Dass es in der Vergangenheit zu erfolgreichen Hacks in russische Regierungs- und Behördenrechner kam, ist bekannt, wenn auch weniger gut dokumentiert als in Amerika. Dem Kreml direkt zugeordnete Server erwiesen sich bisher als "dicht", und ob dem tatsächlich so ist, das will die FAPSI wohl nun ganz genau wissen. Verantwortlich für die Wacht über die prominente Website sind "Reaktionskräfte" der FAPSI. Was sich hinter dem diffusen Begriff verbirgt, kann man sich denken: Neben Software, die die Server schützt, hat die FAPSI offenbar IT-Sicherheitsexperten abgestellt, die auf Hacker warten und sich mit diesen messen sollen.
Putins Website bietet in ihrer offiziellen, bisher unveränderten, wenn auch schwer erreichbaren Form Reden des Präsidenten, Texte neuer Gesetze sowie aktuelle Informationen. Nach Clintonschem Vorbild darf man Putin in einer Fotogalerie beim Gassi gehen mit seinen Hunden zusehen.

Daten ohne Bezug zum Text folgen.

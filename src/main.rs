use std::{path::PathBuf, time::Duration};

use clap::Parser;
use session_analyzer::{
    analyze::analyze,
    codec,
    config::{CodecKind, Config, ConfigSource},
    logging,
    options::{self, OptionOverrides, ScanOptions},
    report::{self, OutputFormat},
    store::SessionStore,
};

/// Summarize which keys stored web sessions carry and how big they are.
#[derive(Debug, Parser)]
#[command(name = "session-analyzer", version)]
struct Cli {
    /// Optional path to config TOML. If omitted, default discovery is used.
    #[arg(long)]
    config: Option<PathBuf>,
    /// SQLite database holding the session table.
    #[arg(long)]
    database: Option<PathBuf>,
    /// Session table name (default `django_session`).
    #[arg(long)]
    table: Option<String>,
    /// Number of sessions fetched per page.
    #[arg(long, value_name = "N", value_parser = options::parse_batch_size)]
    batch_size: Option<usize>,
    /// Only analyze sessions whose encoded payload exceeds this many bytes.
    #[arg(long, value_name = "N", value_parser = options::parse_bigger_than)]
    bigger_than: Option<u64>,
    /// Seconds to pause between pages.
    #[arg(long, value_name = "S", value_parser = options::parse_sleep_time)]
    sleep_time: Option<Duration>,
    /// Read session ids from this file (one per line) instead of scanning.
    #[arg(long, value_name = "PATH")]
    ids_from: Option<PathBuf>,
    /// Payload encoding used by the session store.
    #[arg(long, value_enum)]
    codec: Option<CodecKind>,
    /// Secret for the signed codec.
    #[arg(long)]
    secret: Option<String>,
    /// Report output format.
    #[arg(long, value_enum, default_value_t = OutputFormat::Text)]
    format: OutputFormat,
    /// Override log level (trace, debug, info, warn, error, off). `error` and
    /// `off` also hide the warning for each id missing from the store.
    #[arg(long)]
    log_level: Option<String>,
    /// Shorthand for `--log-level debug`.
    #[arg(short, long)]
    verbose: bool,
}

impl Cli {
    fn option_overrides(&self) -> OptionOverrides {
        OptionOverrides {
            batch_size: self.batch_size,
            bigger_than: self.bigger_than,
            sleep_time: self.sleep_time,
            ids_from: self.ids_from.clone(),
        }
    }
}

#[tokio::main(flavor = "current_thread")]
async fn main() -> anyhow::Result<()> {
    let cli = Cli::parse();

    let config_source = ConfigSource::locate(cli.config.as_deref())?;
    let mut config = Config::load(config_source.as_ref())?;
    if let Some(table) = cli.table.clone() {
        config.database.table = Some(table);
    }
    let options = ScanOptions::resolve(&config, cli.option_overrides())?;
    logging::init(&config, cli.log_level.as_deref(), cli.verbose)?;
    match &config_source {
        Some(source) => tracing::debug!(source = %source, "loaded config"),
        None => tracing::debug!("no config file found, using defaults"),
    }
    let codec = codec::from_config(&config.codec, cli.codec, cli.secret.as_deref())?;
    let store = SessionStore::from_config(&config, cli.database.as_deref())?;
    tracing::debug!(
        database = %store.db_path().display(),
        table = store.table(),
        "opened session store"
    );

    let report = analyze(&store, codec.as_ref(), &options).await?;
    report::write(&report, cli.format, &mut std::io::stdout().lock())
}
use std::{collections::VecDeque, fs, path::Path, time::Duration};

use anyhow::Context as _;

use crate::{
    options::ScanOptions,
    store::{SessionRecord, SessionStore},
};

#[derive(Debug, Clone, PartialEq, Eq)]
pub enum SourceItem {
    Found(SessionRecord),
    /// An id from the ids file that has no row in the store.
    Missing(String),
}

/// Where the sessions under analysis come from.
#[derive(Debug)]
pub enum SessionSource {
    Scan(PagedScan),
    Ids(IdLookup),
}

impl SessionSource {
    pub fn from_options(store: &SessionStore, options: &ScanOptions) -> anyhow::Result<Self> {
        match options.ids_from.as_deref() {
            Some(path) => Ok(Self::Ids(IdLookup::from_file(store.clone(), path)?)),
            None => Ok(Self::Scan(PagedScan::new(
                store.clone(),
                options.bigger_than,
                options.batch_size,
                options.sleep_time,
            ))),
        }
    }

    pub async fn next(&mut self) -> anyhow::Result<Option<SourceItem>> {
        match self {
            Self::Scan(scan) => Ok(scan.next().await?.map(SourceItem::Found)),
            Self::Ids(lookup) => lookup.next().await,
        }
    }
}

/// Walks every row bigger than the threshold in `session_key` order, one page
/// at a time, resuming after the last key seen.
#[derive(Debug)]
pub struct PagedScan {
    store: SessionStore,
    bigger_than: u64,
    batch_size: usize,
    sleep_time: Duration,
    cursor: Option<String>,
    buffer: VecDeque<SessionRecord>,
    pages_fetched: u64,
    exhausted: bool,
}

impl PagedScan {
    pub fn new(
        store: SessionStore,
        bigger_than: u64,
        batch_size: usize,
        sleep_time: Duration,
    ) -> Self {
        Self {
            store,
            bigger_than,
            batch_size: batch_size.max(1),
            sleep_time,
            cursor: None,
            buffer: VecDeque::new(),
            pages_fetched: 0,
            exhausted: false,
        }
    }

    pub fn pages_fetched(&self) -> u64 {
        self.pages_fetched
    }

    pub async fn next(&mut self) -> anyhow::Result<Option<SessionRecord>> {
        if self.buffer.is_empty() && !self.exhausted {
            self.fetch_page().await?;
        }
        Ok(self.buffer.pop_front())
    }

    async fn fetch_page(&mut self) -> anyhow::Result<()> {
        if self.pages_fetched > 0 && !self.sleep_time.is_zero() {
            tracing::debug!(sleep_ms = self.sleep_time.as_millis() as u64, "throttling scan");
            tokio::time::sleep(self.sleep_time).await;
        }

        let page = self
            .store
            .fetch_page_bigger_than(self.bigger_than, self.cursor.as_deref(), self.batch_size)
            .await
            .with_context(|| format!("fetch page {} of sessions", self.pages_fetched + 1))?;
        self.pages_fetched += 1;

        tracing::debug!(
            page = self.pages_fetched,
            rows = page.len(),
            after = self.cursor.as_deref().unwrap_or(""),
            "fetched session page"
        );

        if page.len() < self.batch_size {
            self.exhausted = true;
        }
        if let Some(last) = page.last() {
            self.cursor = Some(last.session_key.clone());
        }
        self.buffer.extend(page);
        Ok(())
    }
}

/// Looks sessions up one at a time from a caller-supplied list of ids.
#[derive(Debug)]
pub struct IdLookup {
    store: SessionStore,
    ids: VecDeque<String>,
}

impl IdLookup {
    pub fn new(store: SessionStore, ids: impl IntoIterator<Item = String>) -> Self {
        Self {
            store,
            ids: ids.into_iter().collect(),
        }
    }

    pub fn from_file(store: SessionStore, path: &Path) -> anyhow::Result<Self> {
        let ids = read_ids(path)?;
        tracing::debug!(path = %path.display(), ids = ids.len(), "loaded session ids");
        Ok(Self::new(store, ids))
    }

    pub fn remaining(&self) -> usize {
        self.ids.len()
    }

    pub async fn next(&mut self) -> anyhow::Result<Option<SourceItem>> {
        let Some(id) = self.ids.pop_front() else {
            return Ok(None);
        };
        let found = self
            .store
            .get(&id)
            .await
            .with_context(|| format!("look up session `{id}`"))?;
        tracing::debug!(session_key = %id, found = found.is_some(), "looked up session");

        Ok(Some(match found {
            Some(record) => SourceItem::Found(record),
            None => SourceItem::Missing(id),
        }))
    }
}

/// One id per line; surrounding whitespace is trimmed and blank lines skipped.
pub fn read_ids(path: &Path) -> anyhow::Result<Vec<String>> {
    let contents =
        fs::read_to_string(path).with_context(|| format!("read ids file {}", path.display()))?;
    Ok(parse_ids(&contents))
}

fn parse_ids(contents: &str) -> Vec<String> {
    contents
        .lines()
        .map(str::trim)
        .filter(|line| !line.is_empty())
        .map(ToOwned::to_owned)
        .collect()
}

Unter dem Strich ist Putins Website also nichts Besonderes, aber als Schaustück hat sie eine Doppelfunktion: Werbung für den Chef und Demonstration der Stärke der hackenden Geheimdienstler. Die IT-Sicherheitsleute des Kreml scheinen ihrer Sache sehr sicher zu sein, sonst würden sie so laut nicht trommeln. Ob ihnen die Demonstration gelingt, wird man sehen.
P.S.: Ab 15 Uhr war es zeitweilig nicht mehr möglich, die Putin-Seite aufzurufen. Ob das am überaus hohen öffentlichen Interesse an der nur in russischer Sprache veröffentlichten Seite liegt oder an anderen Faktoren, wird sich im Laufe der nächsten Tage zeigen.